### Work task
Extract all lines from the data beneath that include the word "without".

Collected data
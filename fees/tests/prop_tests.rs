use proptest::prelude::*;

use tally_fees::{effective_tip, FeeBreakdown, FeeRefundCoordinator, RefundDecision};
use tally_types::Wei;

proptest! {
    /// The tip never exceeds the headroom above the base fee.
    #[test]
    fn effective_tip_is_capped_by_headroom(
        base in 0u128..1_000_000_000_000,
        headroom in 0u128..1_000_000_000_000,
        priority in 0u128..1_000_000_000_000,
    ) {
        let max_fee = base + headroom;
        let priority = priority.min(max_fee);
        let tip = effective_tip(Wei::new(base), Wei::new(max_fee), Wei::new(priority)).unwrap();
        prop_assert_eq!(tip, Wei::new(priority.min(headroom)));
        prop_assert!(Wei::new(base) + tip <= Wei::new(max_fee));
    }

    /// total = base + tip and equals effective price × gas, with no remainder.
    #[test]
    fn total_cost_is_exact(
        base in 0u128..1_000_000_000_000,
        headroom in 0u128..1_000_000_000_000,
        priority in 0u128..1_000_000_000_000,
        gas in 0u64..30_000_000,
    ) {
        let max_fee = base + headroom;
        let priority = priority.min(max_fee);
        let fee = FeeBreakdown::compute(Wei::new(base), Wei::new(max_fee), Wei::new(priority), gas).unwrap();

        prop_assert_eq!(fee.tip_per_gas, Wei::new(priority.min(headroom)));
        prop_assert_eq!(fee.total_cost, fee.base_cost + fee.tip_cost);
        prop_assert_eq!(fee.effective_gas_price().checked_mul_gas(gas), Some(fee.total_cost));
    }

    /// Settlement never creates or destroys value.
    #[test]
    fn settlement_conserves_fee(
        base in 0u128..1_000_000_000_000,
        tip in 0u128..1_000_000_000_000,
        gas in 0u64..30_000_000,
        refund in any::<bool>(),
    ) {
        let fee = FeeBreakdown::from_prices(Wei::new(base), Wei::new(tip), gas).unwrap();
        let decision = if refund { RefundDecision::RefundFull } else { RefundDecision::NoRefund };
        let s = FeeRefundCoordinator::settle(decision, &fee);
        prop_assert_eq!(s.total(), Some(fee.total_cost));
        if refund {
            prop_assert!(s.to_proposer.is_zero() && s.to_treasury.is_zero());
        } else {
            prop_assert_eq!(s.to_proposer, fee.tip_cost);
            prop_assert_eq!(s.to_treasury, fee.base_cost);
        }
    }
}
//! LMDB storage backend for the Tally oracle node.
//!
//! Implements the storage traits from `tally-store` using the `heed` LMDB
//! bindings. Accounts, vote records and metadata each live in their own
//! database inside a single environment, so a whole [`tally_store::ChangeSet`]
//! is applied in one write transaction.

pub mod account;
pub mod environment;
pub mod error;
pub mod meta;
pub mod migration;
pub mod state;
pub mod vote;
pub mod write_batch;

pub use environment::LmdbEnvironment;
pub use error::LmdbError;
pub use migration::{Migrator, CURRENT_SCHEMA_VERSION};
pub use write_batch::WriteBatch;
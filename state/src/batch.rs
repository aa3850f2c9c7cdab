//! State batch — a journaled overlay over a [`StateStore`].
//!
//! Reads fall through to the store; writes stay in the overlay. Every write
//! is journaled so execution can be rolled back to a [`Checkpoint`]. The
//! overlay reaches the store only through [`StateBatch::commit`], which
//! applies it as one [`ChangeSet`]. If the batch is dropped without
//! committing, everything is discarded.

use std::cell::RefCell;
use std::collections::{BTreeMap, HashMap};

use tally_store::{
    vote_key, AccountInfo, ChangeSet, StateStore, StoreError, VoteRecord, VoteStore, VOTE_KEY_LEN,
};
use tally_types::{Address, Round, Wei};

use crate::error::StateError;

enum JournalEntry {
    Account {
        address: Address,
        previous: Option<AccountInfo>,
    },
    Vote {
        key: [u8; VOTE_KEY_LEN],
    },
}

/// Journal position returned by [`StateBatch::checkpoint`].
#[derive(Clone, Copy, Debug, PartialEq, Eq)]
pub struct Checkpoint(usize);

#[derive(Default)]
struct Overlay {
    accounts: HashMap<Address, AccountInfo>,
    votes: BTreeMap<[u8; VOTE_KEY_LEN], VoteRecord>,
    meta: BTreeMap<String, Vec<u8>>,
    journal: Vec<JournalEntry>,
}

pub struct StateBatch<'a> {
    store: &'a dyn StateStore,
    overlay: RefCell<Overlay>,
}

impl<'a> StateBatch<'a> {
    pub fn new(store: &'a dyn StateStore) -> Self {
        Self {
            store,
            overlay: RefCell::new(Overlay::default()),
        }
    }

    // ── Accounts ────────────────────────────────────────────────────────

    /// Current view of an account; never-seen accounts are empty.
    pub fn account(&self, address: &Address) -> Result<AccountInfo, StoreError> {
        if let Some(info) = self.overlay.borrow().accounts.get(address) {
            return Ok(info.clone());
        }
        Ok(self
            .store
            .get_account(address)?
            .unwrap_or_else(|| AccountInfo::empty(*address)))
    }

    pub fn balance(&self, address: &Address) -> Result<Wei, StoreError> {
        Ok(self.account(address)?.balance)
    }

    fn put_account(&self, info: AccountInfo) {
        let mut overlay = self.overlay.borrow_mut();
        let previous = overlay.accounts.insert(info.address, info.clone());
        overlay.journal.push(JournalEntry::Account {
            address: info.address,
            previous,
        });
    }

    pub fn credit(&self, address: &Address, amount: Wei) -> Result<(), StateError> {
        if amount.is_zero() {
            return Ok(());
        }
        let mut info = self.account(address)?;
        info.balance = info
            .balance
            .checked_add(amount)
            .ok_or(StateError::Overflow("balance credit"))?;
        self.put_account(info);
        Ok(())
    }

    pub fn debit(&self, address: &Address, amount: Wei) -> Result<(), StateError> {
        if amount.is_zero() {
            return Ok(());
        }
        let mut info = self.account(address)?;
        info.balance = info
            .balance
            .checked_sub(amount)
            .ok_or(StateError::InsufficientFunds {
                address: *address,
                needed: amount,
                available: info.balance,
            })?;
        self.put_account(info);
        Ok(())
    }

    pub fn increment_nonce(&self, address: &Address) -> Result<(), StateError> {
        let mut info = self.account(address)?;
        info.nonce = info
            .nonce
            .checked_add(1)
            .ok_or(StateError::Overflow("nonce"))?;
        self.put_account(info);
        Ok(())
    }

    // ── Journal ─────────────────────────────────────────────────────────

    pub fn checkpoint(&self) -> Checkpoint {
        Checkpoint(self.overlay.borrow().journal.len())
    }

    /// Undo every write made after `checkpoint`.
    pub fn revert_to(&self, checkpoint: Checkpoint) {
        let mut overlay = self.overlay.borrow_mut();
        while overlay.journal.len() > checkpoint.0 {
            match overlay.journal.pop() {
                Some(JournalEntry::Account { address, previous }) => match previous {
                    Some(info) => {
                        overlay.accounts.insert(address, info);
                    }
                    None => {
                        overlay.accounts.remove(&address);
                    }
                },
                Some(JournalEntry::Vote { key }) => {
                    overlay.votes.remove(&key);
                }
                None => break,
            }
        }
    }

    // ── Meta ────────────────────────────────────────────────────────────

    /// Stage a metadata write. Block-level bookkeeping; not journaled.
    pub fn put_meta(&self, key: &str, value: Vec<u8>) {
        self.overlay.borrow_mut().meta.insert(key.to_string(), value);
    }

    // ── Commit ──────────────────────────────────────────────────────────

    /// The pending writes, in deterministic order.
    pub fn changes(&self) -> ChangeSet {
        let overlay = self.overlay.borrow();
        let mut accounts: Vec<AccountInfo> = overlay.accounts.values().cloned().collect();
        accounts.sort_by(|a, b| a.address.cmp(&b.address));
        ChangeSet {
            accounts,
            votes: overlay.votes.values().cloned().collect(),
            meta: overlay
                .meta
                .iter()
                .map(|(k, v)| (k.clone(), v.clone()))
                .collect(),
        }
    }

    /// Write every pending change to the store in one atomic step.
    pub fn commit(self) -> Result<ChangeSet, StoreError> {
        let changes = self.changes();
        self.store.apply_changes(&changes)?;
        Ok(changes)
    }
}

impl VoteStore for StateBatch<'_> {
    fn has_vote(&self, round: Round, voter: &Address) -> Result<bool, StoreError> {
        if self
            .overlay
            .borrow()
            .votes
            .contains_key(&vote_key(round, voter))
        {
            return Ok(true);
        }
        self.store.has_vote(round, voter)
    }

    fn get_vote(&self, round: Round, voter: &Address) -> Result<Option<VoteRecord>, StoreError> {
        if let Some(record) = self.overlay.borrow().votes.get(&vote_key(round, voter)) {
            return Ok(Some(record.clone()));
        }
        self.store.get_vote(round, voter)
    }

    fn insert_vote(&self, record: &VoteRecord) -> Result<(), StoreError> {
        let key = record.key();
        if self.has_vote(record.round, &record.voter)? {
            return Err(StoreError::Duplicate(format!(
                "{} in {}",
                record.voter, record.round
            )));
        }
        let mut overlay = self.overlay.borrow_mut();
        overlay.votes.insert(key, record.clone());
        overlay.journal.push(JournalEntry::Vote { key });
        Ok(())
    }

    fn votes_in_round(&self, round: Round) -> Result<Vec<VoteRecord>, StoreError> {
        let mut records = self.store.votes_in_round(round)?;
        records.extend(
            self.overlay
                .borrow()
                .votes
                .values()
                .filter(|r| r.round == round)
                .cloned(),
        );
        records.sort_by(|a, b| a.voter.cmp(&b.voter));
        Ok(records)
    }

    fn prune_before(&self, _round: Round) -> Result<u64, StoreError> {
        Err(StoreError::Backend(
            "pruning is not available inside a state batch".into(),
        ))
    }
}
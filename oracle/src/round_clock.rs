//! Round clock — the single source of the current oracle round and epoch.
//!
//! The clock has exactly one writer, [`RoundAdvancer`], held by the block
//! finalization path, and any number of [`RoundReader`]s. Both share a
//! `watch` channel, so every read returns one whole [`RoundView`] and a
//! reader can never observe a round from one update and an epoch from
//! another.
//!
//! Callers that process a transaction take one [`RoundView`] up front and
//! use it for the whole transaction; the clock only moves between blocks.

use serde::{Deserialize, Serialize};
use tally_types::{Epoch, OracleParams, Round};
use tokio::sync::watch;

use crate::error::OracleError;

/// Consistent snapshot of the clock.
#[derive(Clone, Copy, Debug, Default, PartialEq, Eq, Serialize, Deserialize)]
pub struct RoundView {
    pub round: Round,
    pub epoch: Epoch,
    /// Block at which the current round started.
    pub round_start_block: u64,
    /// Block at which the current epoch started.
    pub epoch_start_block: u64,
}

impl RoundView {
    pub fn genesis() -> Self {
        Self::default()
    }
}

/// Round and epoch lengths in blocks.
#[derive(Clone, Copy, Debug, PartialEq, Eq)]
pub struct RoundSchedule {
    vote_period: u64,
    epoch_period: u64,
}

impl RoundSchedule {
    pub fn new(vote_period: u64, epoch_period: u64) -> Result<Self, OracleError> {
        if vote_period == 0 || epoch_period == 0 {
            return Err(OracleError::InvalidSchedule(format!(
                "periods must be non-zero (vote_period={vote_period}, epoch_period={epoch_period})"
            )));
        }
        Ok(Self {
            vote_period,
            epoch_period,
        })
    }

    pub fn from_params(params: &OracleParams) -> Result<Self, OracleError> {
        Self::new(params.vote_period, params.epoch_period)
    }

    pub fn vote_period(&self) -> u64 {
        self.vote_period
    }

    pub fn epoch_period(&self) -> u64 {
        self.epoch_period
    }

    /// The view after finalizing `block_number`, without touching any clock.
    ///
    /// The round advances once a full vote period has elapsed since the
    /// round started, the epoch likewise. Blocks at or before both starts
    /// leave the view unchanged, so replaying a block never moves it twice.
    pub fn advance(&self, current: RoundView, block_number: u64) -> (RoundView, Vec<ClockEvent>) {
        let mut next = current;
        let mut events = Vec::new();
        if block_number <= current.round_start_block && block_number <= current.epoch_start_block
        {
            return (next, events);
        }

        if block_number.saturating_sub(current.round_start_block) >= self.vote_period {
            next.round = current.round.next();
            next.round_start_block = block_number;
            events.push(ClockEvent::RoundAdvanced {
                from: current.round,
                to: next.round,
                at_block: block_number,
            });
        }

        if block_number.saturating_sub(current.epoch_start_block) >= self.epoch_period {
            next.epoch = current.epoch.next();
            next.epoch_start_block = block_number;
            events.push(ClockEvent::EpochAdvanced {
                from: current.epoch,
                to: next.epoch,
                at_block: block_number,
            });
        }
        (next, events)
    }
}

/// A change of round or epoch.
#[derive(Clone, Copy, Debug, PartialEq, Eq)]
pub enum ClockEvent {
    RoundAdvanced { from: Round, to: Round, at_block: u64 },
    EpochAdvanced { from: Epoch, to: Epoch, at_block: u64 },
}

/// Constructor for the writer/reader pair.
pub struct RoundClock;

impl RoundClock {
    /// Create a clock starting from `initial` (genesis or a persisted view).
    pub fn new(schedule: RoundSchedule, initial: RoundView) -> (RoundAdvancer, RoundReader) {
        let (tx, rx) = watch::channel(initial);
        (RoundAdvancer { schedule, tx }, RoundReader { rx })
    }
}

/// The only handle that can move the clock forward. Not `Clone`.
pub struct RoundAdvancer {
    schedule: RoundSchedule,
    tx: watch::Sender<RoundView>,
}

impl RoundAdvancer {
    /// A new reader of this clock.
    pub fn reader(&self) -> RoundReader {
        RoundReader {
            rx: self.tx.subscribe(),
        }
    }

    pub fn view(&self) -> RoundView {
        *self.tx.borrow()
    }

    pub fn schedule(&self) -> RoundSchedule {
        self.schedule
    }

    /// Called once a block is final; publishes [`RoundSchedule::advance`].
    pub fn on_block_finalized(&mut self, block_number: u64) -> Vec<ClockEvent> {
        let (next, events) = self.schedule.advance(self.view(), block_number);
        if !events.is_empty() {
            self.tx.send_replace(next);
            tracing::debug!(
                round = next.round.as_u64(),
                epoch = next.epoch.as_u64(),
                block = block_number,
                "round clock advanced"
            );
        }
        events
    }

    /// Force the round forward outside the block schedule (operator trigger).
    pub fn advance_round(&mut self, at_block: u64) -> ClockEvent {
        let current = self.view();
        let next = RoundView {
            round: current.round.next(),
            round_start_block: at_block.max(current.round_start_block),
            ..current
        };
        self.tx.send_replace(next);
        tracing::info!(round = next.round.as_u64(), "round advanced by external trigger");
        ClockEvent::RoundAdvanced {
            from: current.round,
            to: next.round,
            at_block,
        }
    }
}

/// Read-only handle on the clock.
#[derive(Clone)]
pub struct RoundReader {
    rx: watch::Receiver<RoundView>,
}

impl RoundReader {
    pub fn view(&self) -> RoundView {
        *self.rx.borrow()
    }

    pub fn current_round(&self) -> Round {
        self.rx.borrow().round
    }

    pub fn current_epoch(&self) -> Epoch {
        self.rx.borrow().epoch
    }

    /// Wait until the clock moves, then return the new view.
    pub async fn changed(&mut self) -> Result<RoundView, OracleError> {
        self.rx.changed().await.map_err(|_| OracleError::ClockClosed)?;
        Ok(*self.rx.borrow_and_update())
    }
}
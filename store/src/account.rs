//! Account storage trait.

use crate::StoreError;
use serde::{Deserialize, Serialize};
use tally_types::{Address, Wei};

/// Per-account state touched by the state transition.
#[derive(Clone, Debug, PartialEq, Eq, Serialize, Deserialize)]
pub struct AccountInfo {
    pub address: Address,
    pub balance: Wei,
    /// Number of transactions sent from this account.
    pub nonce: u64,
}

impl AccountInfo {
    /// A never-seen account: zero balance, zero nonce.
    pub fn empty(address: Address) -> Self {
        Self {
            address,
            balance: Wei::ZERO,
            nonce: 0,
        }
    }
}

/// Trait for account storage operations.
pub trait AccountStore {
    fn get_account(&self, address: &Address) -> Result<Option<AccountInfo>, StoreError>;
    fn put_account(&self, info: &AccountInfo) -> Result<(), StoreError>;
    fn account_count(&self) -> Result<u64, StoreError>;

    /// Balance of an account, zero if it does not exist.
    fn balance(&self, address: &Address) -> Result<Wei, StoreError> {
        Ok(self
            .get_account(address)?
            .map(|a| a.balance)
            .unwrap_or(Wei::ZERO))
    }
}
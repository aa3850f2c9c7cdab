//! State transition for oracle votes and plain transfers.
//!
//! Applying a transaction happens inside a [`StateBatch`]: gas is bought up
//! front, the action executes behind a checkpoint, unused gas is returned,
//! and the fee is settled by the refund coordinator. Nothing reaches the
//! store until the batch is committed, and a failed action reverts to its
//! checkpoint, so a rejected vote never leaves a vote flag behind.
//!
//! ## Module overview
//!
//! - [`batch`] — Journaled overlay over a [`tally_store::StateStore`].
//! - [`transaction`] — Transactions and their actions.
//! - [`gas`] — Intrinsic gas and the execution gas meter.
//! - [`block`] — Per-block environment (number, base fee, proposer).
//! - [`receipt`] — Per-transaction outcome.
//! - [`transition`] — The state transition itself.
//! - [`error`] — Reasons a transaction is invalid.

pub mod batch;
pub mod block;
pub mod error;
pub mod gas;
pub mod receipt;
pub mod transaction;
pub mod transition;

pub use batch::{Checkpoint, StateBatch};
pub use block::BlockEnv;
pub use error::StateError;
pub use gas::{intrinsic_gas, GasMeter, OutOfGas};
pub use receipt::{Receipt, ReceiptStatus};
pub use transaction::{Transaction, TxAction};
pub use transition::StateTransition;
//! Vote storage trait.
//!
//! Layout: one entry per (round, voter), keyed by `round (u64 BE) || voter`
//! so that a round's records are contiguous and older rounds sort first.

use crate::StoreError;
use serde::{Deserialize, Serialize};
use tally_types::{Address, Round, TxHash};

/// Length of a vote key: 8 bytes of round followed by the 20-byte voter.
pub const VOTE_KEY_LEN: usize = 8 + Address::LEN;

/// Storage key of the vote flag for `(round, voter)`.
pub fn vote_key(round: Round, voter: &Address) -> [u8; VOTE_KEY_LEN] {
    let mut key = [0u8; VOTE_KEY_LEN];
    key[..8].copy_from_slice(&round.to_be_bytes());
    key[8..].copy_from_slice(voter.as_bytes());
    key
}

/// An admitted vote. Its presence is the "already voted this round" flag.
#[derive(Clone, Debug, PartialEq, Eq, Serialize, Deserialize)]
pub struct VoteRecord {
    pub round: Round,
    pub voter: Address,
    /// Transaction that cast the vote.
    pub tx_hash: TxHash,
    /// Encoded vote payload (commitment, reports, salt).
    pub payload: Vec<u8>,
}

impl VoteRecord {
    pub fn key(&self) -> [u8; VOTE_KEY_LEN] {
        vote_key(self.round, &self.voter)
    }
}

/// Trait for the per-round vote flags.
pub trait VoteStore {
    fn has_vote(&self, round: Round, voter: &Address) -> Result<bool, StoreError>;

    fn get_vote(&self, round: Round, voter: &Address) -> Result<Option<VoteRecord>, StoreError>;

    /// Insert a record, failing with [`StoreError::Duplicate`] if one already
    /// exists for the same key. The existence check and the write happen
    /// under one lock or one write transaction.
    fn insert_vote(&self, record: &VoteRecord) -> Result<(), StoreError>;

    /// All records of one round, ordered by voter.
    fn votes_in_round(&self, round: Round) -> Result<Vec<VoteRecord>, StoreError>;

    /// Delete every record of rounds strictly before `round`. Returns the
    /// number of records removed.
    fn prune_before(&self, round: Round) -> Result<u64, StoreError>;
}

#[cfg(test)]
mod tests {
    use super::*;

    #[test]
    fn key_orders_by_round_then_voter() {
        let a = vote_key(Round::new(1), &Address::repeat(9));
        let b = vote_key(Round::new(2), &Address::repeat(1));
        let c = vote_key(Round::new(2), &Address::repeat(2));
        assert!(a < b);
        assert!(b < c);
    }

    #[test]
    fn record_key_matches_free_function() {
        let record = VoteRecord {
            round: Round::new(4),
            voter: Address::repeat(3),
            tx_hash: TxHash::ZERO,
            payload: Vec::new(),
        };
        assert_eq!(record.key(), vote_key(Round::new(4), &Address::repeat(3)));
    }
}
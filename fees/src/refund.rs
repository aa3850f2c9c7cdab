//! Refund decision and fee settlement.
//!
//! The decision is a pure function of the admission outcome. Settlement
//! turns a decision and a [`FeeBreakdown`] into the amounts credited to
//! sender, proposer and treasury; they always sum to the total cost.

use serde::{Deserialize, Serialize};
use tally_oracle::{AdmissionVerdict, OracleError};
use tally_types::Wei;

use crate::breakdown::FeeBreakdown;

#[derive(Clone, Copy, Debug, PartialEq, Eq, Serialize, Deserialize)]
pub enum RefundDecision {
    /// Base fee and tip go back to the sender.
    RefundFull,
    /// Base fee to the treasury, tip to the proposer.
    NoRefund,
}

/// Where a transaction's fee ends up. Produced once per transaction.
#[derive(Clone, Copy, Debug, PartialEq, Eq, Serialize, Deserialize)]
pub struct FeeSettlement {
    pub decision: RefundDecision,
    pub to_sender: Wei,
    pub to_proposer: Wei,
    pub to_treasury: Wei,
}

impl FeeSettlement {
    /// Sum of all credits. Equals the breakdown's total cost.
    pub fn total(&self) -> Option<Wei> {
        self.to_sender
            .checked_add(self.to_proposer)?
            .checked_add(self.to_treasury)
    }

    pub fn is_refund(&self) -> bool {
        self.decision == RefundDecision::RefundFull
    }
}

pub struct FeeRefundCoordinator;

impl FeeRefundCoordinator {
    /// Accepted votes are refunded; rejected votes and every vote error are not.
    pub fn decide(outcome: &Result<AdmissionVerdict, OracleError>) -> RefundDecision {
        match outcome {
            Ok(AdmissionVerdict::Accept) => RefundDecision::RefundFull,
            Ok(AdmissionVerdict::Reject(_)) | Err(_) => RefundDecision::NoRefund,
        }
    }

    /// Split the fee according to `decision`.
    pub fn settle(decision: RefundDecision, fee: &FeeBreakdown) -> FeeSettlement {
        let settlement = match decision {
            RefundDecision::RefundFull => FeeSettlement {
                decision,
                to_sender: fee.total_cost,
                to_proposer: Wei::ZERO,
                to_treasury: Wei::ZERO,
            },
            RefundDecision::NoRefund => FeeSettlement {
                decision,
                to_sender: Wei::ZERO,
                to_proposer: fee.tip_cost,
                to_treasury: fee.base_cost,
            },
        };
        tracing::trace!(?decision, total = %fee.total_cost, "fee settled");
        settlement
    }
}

### Output for this exercise
//! applies it as one [`ChangeSet`]. If the batch is dropped without
    /// The view after finalizing `block_number`, without touching any clock.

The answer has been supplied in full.